- [DATA EXCERPTS]:

//! Display-ready views of scoring and comparison results.
//!
//! Everything here has its message keys already resolved, so the formatter
//! only lays text out.

use crate::error::Result;
use crate::messages::Messages;
use nakshatra_catalog::Catalog;
use nakshatra_domain::comparison::{self, Comparative};
use nakshatra_domain::labeling::{axis_description, axis_examples, axis_label};
use nakshatra_domain::traits::MessageCatalog;
use nakshatra_domain::{scoring, Axis, Entity, EntityKind, Position, Question, ResponseSet};
use nakshatra_share::SharedPosition;
use serde::Serialize;

/// One axis of a scored position.
#[derive(Debug, Clone, Serialize)]
pub struct AxisScore {
    /// Axis id
    pub axis: &'static str,
    /// Display name
    pub name: String,
    /// Canonical coordinate
    pub value: f64,
    /// Descriptive label
    pub label: String,
}

/// Result of scoring a response set.
#[derive(Debug, Clone, Serialize)]
pub struct ScoreReport {
    /// Computed position
    pub position: SharedPosition,
    /// Catalog questions answered
    pub answered: usize,
    /// Catalog size
    pub total: usize,
    /// Completion percentage
    pub completion: u8,
    /// Whether every question was answered
    pub complete: bool,
    /// Per-axis labels
    pub axes: Vec<AxisScore>,
    /// Composite lean
    pub lean: String,
    /// Share token for the position
    pub token: String,
}

/// Entity nearest to the user on one axis.
#[derive(Debug, Clone, Serialize)]
pub struct Nearest {
    /// Entity id
    pub id: String,
    /// Display name
    pub name: String,
    /// Entity's coordinate on the axis
    pub value: f64,
    /// Absolute difference from the user
    pub difference: f64,
}

/// Full explanation of one axis.
#[derive(Debug, Clone, Serialize)]
pub struct AxisReport {
    /// Axis id
    pub axis: &'static str,
    /// Display name
    pub name: String,
    /// Canonical coordinate
    pub value: f64,
    /// Descriptive label
    pub label: String,
    /// Single-axis lean word
    pub lean: String,
    /// Prose description
    pub description: String,
    /// Example statements
    pub examples: Vec<String>,
    /// Closest party on this axis
    pub closest_party: Option<Nearest>,
    /// Closest leader on this axis
    pub closest_leader: Option<Nearest>,
    /// Where the parties sit on this axis
    pub party_spread: Option<AxisSpread>,
}

/// Lowest and highest party on one axis.
#[derive(Debug, Clone, Serialize)]
pub struct AxisSpread {
    /// Party with the lowest coordinate
    pub min: Nearest,
    /// Party with the highest coordinate
    pub max: Nearest,
    /// Distance between the two
    pub range: f64,
}

/// One row of a ranked comparison.
#[derive(Debug, Clone, Serialize)]
pub struct RankingRow {
    /// 1-based rank
    pub rank: usize,
    /// Entity id
    pub id: String,
    /// Full name
    pub name: String,
    /// Abbreviation, when the entity has one
    pub short_name: Option<String>,
    /// 3D distance
    pub distance: f64,
    /// Match percentage
    pub match_score: u8,
    /// Match band text
    pub band: String,
}

/// Per-axis alignment against one target.
#[derive(Debug, Clone, Serialize)]
pub struct AlignmentRow {
    /// Axis id
    pub axis: &'static str,
    /// Display name
    pub name: String,
    /// User coordinate
    pub user: f64,
    /// Target coordinate
    pub target: f64,
    /// ✓, ~ or ✗
    pub symbol: &'static str,
    /// Alignment level text
    pub level: String,
    /// Single-axis match percentage
    pub match_percent: u8,
    /// Comparative sentence
    pub sentence: String,
}

/// Detailed comparison against one target.
#[derive(Debug, Clone, Serialize)]
pub struct ComparisonReport {
    /// Target id
    pub id: String,
    /// Target display name
    pub name: String,
    /// `party` or `leader`
    pub kind: &'static str,
    /// Ideology tags
    pub ideology: Vec<String>,
    /// Key policies
    pub key_policies: Vec<String>,
    /// The leader's party, for leaders
    #[serde(skip_serializing_if = "Option::is_none")]
    pub party: Option<String>,
    /// The party's leaders, for parties
    #[serde(skip_serializing_if = "Vec::is_empty")]
    pub leaders: Vec<String>,
    /// 3D distance
    pub distance: f64,
    /// Match percentage
    pub match_score: u8,
    /// Distance band text
    pub verdict: String,
    /// Per-axis rows
    pub alignments: Vec<AlignmentRow>,
}

/// Everything `explain` prints.
#[derive(Debug, Clone, Serialize)]
pub struct Explanation {
    /// Explained position
    pub position: SharedPosition,
    /// Composite lean
    pub lean: String,
    /// Per-axis reports
    pub axes: Vec<AxisReport>,
    /// Detailed comparison with the closest party
    pub closest_party: Option<ComparisonReport>,
    /// Share token for the position
    pub token: String,
}

fn axis_name(axis: Axis, messages: &Messages) -> String {
    messages.resolve(&format!("axes.{}.name", axis.as_str()))
}

/// Composite lean text, e.g. "Statist Pluralist".
pub fn lean_text(position: &Position, messages: &Messages) -> String {
    comparison::political_lean(position)
        .keys()
        .iter()
        .map(|key| messages.resolve(key))
        .collect::<Vec<_>>()
        .join(" ")
}

fn axis_scores(position: &Position, messages: &Messages) -> Vec<AxisScore> {
    Axis::ALL
        .iter()
        .map(|&axis| {
            let value = position.get(axis);
            AxisScore {
                axis: axis.as_str(),
                name: axis_name(axis, messages),
                value,
                label: axis_label(value, axis).render(messages),
            }
        })
        .collect()
}

/// Score a response set against the question catalog.
pub fn score(responses: &ResponseSet, questions: &[Question], messages: &Messages) -> Result<ScoreReport> {
    let position = scoring::score_all(responses, questions);

    Ok(ScoreReport {
        position: SharedPosition::from(&position),
        answered: scoring::answered_count(responses, questions),
        total: questions.len(),
        completion: scoring::completion_percent(responses, questions),
        complete: scoring::is_complete(responses, questions),
        axes: axis_scores(&position, messages),
        lean: lean_text(&position, messages),
        token: nakshatra_share::encode(&position)?,
    })
}

/// Rank entities closest first, optionally keeping only the top `limit`.
pub fn ranking(user: &Position, entities: &[Entity], limit: Option<usize>, messages: &Messages) -> Vec<RankingRow> {
    comparison::rank_by_distance(user, entities)
        .into_iter()
        .take(limit.unwrap_or(usize::MAX))
        .enumerate()
        .map(|(i, ranked)| RankingRow {
            rank: i + 1,
            id: ranked.entity.id.clone(),
            name: ranked.entity.name.clone(),
            short_name: ranked.entity.short_name.clone(),
            distance: ranked.distance,
            match_score: ranked.match_score,
            band: messages.resolve(comparison::interpret_match(ranked.match_score).key()),
        })
        .collect()
}

/// Distance, match and per-axis alignment against one entity.
pub fn compare_with(
    user: &Position,
    target: &Entity,
    catalog: &Catalog,
    messages: &Messages,
) -> ComparisonReport {
    let detail = comparison::detailed_comparison(user, &target.position);
    let target_name = target.display_name();

    let alignments = Axis::ALL
        .iter()
        .zip(detail.alignments.iter())
        .map(|(&axis, alignment)| {
            let user_value = user.get(axis);
            let target_value = target.position.get(axis);
            let sentence: Comparative = comparison::comparative(user_value, target_value);
            AlignmentRow {
                axis: axis.as_str(),
                name: axis_name(axis, messages),
                user: user_value,
                target: target_value,
                symbol: alignment.symbol(),
                level: messages.resolve(alignment.level.key()),
                match_percent: alignment.match_percent,
                sentence: messages.resolve_with_target(&sentence.key(axis), target_name),
            }
        })
        .collect();

    let (party, leaders) = match target.kind {
        EntityKind::Party => (
            None,
            catalog
                .leaders_of_party(&target.id)
                .into_iter()
                .map(|leader| leader.name.clone())
                .collect(),
        ),
        EntityKind::Leader => (
            target
                .attribute("party_id")
                .map(|id| catalog.party(id).map_or(id, Entity::display_name).to_string()),
            Vec::new(),
        ),
    };

    ComparisonReport {
        id: target.id.clone(),
        name: target_name.to_string(),
        kind: target.kind.as_str(),
        ideology: target.ideology().to_vec(),
        key_policies: target.attribute_list("key_policies").to_vec(),
        party,
        leaders,
        distance: detail.distance,
        match_score: detail.match_score,
        verdict: messages.resolve(comparison::interpret_distance(detail.distance).key()),
        alignments,
    }
}

fn nearest(entity: &Entity, axis: Axis, user_value: f64) -> Nearest {
    let value = entity.position.get(axis);
    Nearest {
        id: entity.id.clone(),
        name: entity.display_name().to_string(),
        value,
        difference: (user_value - value).abs(),
    }
}

fn spread(axis: Axis, user_value: f64, entities: &[Entity]) -> Option<AxisSpread> {
    comparison::axis_extremes(axis, entities).map(|extremes| AxisSpread {
        min: nearest(extremes.min, axis, user_value),
        max: nearest(extremes.max, axis, user_value),
        range: extremes.range,
    })
}

fn nearest_by_axis(user: &Position, entities: &[Entity]) -> Vec<Option<Nearest>> {
    let found = comparison::closest_per_axis(user, entities);
    Axis::ALL
        .iter()
        .map(|&axis| {
            found.iter().find(|c| c.axis == axis).map(|c| Nearest {
                id: c.entity.id.clone(),
                name: c.entity.display_name().to_string(),
                value: c.value,
                difference: c.difference,
            })
        })
        .collect()
}

/// Labels, descriptions, examples and nearest entities for a position.
pub fn explain(position: &Position, catalog: &Catalog, messages: &Messages) -> Result<Explanation> {
    let parties = nearest_by_axis(position, catalog.parties());
    let leaders = nearest_by_axis(position, catalog.leaders());

    let axes = Axis::ALL
        .iter()
        .zip(parties.into_iter().zip(leaders))
        .map(|(&axis, (closest_party, closest_leader))| {
            let value = position.get(axis);
            AxisReport {
                axis: axis.as_str(),
                name: axis_name(axis, messages),
                value,
                label: axis_label(value, axis).render(messages),
                lean: messages.resolve(comparison::axis_lean(value, axis).key()),
                description: messages.resolve(&axis_description(value).key(axis)),
                examples: axis_examples(value, axis).resolve(messages),
                closest_party,
                closest_leader,
                party_spread: spread(axis, value, catalog.parties()),
            }
        })
        .collect();

    let closest_party = comparison::closest(position, catalog.parties())
        .map(|ranked| compare_with(position, ranked.entity, catalog, messages));

    Ok(Explanation {
        position: SharedPosition::from(position),
        lean: lean_text(position, messages),
        axes,
        closest_party,
        token: nakshatra_share::encode(position)?,
    })
}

- [EXERCISE]: Your task is to retype the entries verbatim, starting with the line that holds "party, for leaders" and stopping after the line that holds "lean text, e.g.".

- [EXPECTED OUTPUT]:
    /// The leader's party, for leaders
    #[serde(skip_serializing_if = "Option::is_none")]
    pub party: Option<String>,
    /// The party's leaders, for parties
    #[serde(skip_serializing_if = "Vec::is_empty")]
    pub leaders: Vec<String>,
    /// 3D distance
    pub distance: f64,
    /// Match percentage
    pub match_score: u8,
    /// Distance band text
    pub verdict: String,
    /// Per-axis rows
    pub alignments: Vec<AlignmentRow>,
}

/// Everything `explain` prints.
#[derive(Debug, Clone, Serialize)]
pub struct Explanation {
    /// Explained position
    pub position: SharedPosition,
    /// Composite lean
    pub lean: String,
    /// Per-axis reports
    pub axes: Vec<AxisReport>,
    /// Detailed comparison with the closest party
    pub closest_party: Option<ComparisonReport>,
    /// Share token for the position
    pub token: String,
}

fn axis_name(axis: Axis, messages: &Messages) -> String {
    messages.resolve(&format!("axes.{}.name", axis.as_str()))
}

/// Composite lean text, e.g. "Statist Pluralist".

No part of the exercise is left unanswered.